About a month ago, Joel and went to the aquarium in Montery, California. Living in a desert, as we do, we don't get to see sea creatures very often. They had a lot of things to see and they had a touch tank, where I touched a sea cucumber. It was slimy and it didn't taste like a cucumber at all. I would have touched more stuff, but there were all of these children totally cock-blocking me. Bastards.
Anyway, I took some pictures and, while I'm not the best photographer, some of them turned out ok.
When I was little I thought that sea anenomes were called "sea enemies." I was not smart. I thought these were pretty cool looking, though. They really did a good job with the displays, too.
This was supposed to simulate a pier piling. I think that they must have put everything on there that would stick, because it's so crowded! I don't think there could be that much stuff on one piling. I wonder if they get kind of grumpy being so crammed in there like that. Do they have turf wars? If so, the name "sea enemies" would be appropriate. Hey-oh! You know what that was? Hilarious!
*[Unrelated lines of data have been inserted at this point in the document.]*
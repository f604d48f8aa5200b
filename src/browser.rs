use std::{
    collections::HashSet,
    future::Future,
    path::{Path, PathBuf},
    sync::Arc,
    time::Duration,
};

use anyhow::Context as _;
use async_trait::async_trait;
use chromiumoxide::{
    Browser, Page,
    cdp::browser_protocol::{
        network::{EventLoadingFailed, EventLoadingFinished, EventRequestWillBeSent},
        page::AddScriptToEvaluateOnNewDocumentParams,
    },
};
use futures::StreamExt as _;
use regex::Regex;
use serde::{Deserialize, Serialize};
use tokio::{sync::Mutex, task::JoinHandle};

use crate::config::RuntimeContext;

pub const POLL_INTERVAL: Duration = Duration::from_secs(10);
pub const INSTRUMENT_RELOAD_WAIT: Duration = Duration::from_secs(2);
/// Upper bound on waiting for in-flight requests to settle after a navigation or reload.
const REQUEST_IDLE_LIMIT: Duration = Duration::from_secs(30);

const BOOTSTRAP_SCRIPT: &str = include_str!("../assets/init.js");
const API_URL_PLACEHOLDER: &str = "{{{ANOTHERPROXY_API_URL}}}";
const INNER_HTML_EXPRESSION: &str = "document.documentElement.innerHTML";

/// One open browser tab as reported by `GET /infoPages`.
#[derive(Debug, Clone, PartialEq, Eq, Serialize, Deserialize)]
#[serde(rename_all = "camelCase")]
pub struct PageInfo {
    pub target_id: String,
    #[serde(rename = "type")]
    pub page_type: String,
    pub title: String,
    pub url: String,
    pub attached: bool,
}

/// The browser operations page recording needs, keyed by DevTools target id.
#[async_trait]
pub trait BrowserDriver: Send + Sync {
    async fn pages(&self) -> anyhow::Result<Vec<PageInfo>>;

    /// Loads `url` in the target, then waits until no request has been in flight for `wait`.
    async fn navigate(&self, target_id: &str, url: &str, wait: Duration) -> anyhow::Result<()>;

    /// Reloads the target, then waits until no request has been in flight for `wait`.
    async fn reload(&self, target_id: &str, wait: Duration) -> anyhow::Result<()>;

    /// Registers `script` to run before any page script on every new document of the target.
    async fn inject_on_new_document(&self, target_id: &str, script: &str) -> anyhow::Result<()>;

    async fn inner_html(&self, target_id: &str) -> anyhow::Result<String>;
}

/// DevTools-protocol driver attached to an already running browser.
pub struct CdpBrowser {
    browser: Mutex<Browser>,
    handler: JoinHandle<()>,
}

impl CdpBrowser {
    pub async fn connect(control_url: &str) -> anyhow::Result<Self> {
        tracing::info!(control_url, "connect to browser");
        let (mut browser, mut handler) = Browser::connect(control_url)
            .await
            .with_context(|| format!("connect to browser at {control_url}"))?;

        let handler = tokio::spawn(async move { while handler.next().await.is_some() {} });

        browser
            .fetch_targets()
            .await
            .context("fetch browser targets")?;

        Ok(Self {
            browser: Mutex::new(browser),
            handler,
        })
    }

    async fn page(&self, target_id: &str) -> anyhow::Result<Page> {
        let mut browser = self.browser.lock().await;
        browser
            .fetch_targets()
            .await
            .context("fetch browser targets")?;
        let pages = browser.pages().await.context("list browser pages")?;
        pages
            .into_iter()
            .find(|page| page.target_id().inner() == target_id)
            .ok_or_else(|| anyhow::anyhow!("targetId == {target_id} not exists"))
    }
}

impl Drop for CdpBrowser {
    fn drop(&mut self) {
        self.handler.abort();
    }
}

#[async_trait]
impl BrowserDriver for CdpBrowser {
    async fn pages(&self) -> anyhow::Result<Vec<PageInfo>> {
        let mut browser = self.browser.lock().await;
        let targets = browser
            .fetch_targets()
            .await
            .context("fetch browser targets")?;
        Ok(targets
            .into_iter()
            .filter(|target| target.r#type == "page")
            .map(|target| PageInfo {
                target_id: target.target_id.inner().clone(),
                page_type: target.r#type,
                title: target.title,
                url: target.url,
                attached: target.attached,
            })
            .collect())
    }

    async fn navigate(&self, target_id: &str, url: &str, wait: Duration) -> anyhow::Result<()> {
        let page = self.page(target_id).await?;
        wait_request_idle(&page, wait, async {
            page.goto(url)
                .await
                .with_context(|| format!("navigate {target_id} to {url}"))?;
            Ok(())
        })
        .await
    }

    async fn reload(&self, target_id: &str, wait: Duration) -> anyhow::Result<()> {
        let page = self.page(target_id).await?;
        wait_request_idle(&page, wait, async {
            page.reload()
                .await
                .with_context(|| format!("reload {target_id}"))?;
            Ok(())
        })
        .await
    }

    async fn inject_on_new_document(&self, target_id: &str, script: &str) -> anyhow::Result<()> {
        let page = self.page(target_id).await?;
        page.evaluate_on_new_document(AddScriptToEvaluateOnNewDocumentParams::new(script))
            .await
            .with_context(|| format!("inject script into {target_id}"))?;
        Ok(())
    }

    async fn inner_html(&self, target_id: &str) -> anyhow::Result<String> {
        let page = self.page(target_id).await?;
        page.evaluate(INNER_HTML_EXPRESSION)
            .await
            .with_context(|| format!("evaluate innerHTML of {target_id}"))?
            .into_value::<String>()
            .with_context(|| format!("decode innerHTML of {target_id}"))
    }
}

/// Runs `action` on `page`, then returns once no network request has been in flight for `idle`.
///
/// Listeners are attached before `action` starts so its own requests are counted.
async fn wait_request_idle<F>(page: &Page, idle: Duration, action: F) -> anyhow::Result<()>
where
    F: Future<Output = anyhow::Result<()>>,
{
    let mut started = page
        .event_listener::<EventRequestWillBeSent>()
        .await
        .context("listen for network requests")?;
    let mut finished = page
        .event_listener::<EventLoadingFinished>()
        .await
        .context("listen for finished requests")?;
    let mut failed = page
        .event_listener::<EventLoadingFailed>()
        .await
        .context("listen for failed requests")?;

    action.await?;

    let deadline = tokio::time::sleep(idle + REQUEST_IDLE_LIMIT);
    tokio::pin!(deadline);
    let mut in_flight = HashSet::new();
    loop {
        tokio::select! {
            Some(event) = started.next() => {
                in_flight.insert(event.request_id.inner().clone());
            }
            Some(event) = finished.next() => {
                in_flight.remove(event.request_id.inner());
            }
            Some(event) = failed.next() => {
                in_flight.remove(event.request_id.inner());
            }
            () = tokio::time::sleep(idle), if in_flight.is_empty() => return Ok(()),
            () = &mut deadline => {
                tracing::warn!(in_flight = in_flight.len(), "requests still in flight, not waiting longer");
                return Ok(());
            }
        }
    }
}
Those birds were plotting against me. I know they might look harmless, but not long after this picture was taken, these avian bad-asses busted out with some nunchucks and brass knuckles and now? I can't have children. It's not really surprising, either, considering this and this.
These are jellyfish. I got some cool video of this one, too, but I'm lame and don't know who to post video. If you want to see it, you can come to my house and watch it on my camera, because I don't know how to hook the camera up to the TV, either. Maybe I could get my 4-year-old nephew to do it for me sometime.
I like to think that if jellyfish had orgies, this is how it would look. I've got some more pictures, but I want to try to post some videos next beacuse there is nothing more exciting than watching fish swim around slowly for a couple of minutes. That's some seriously exciting shit, right there.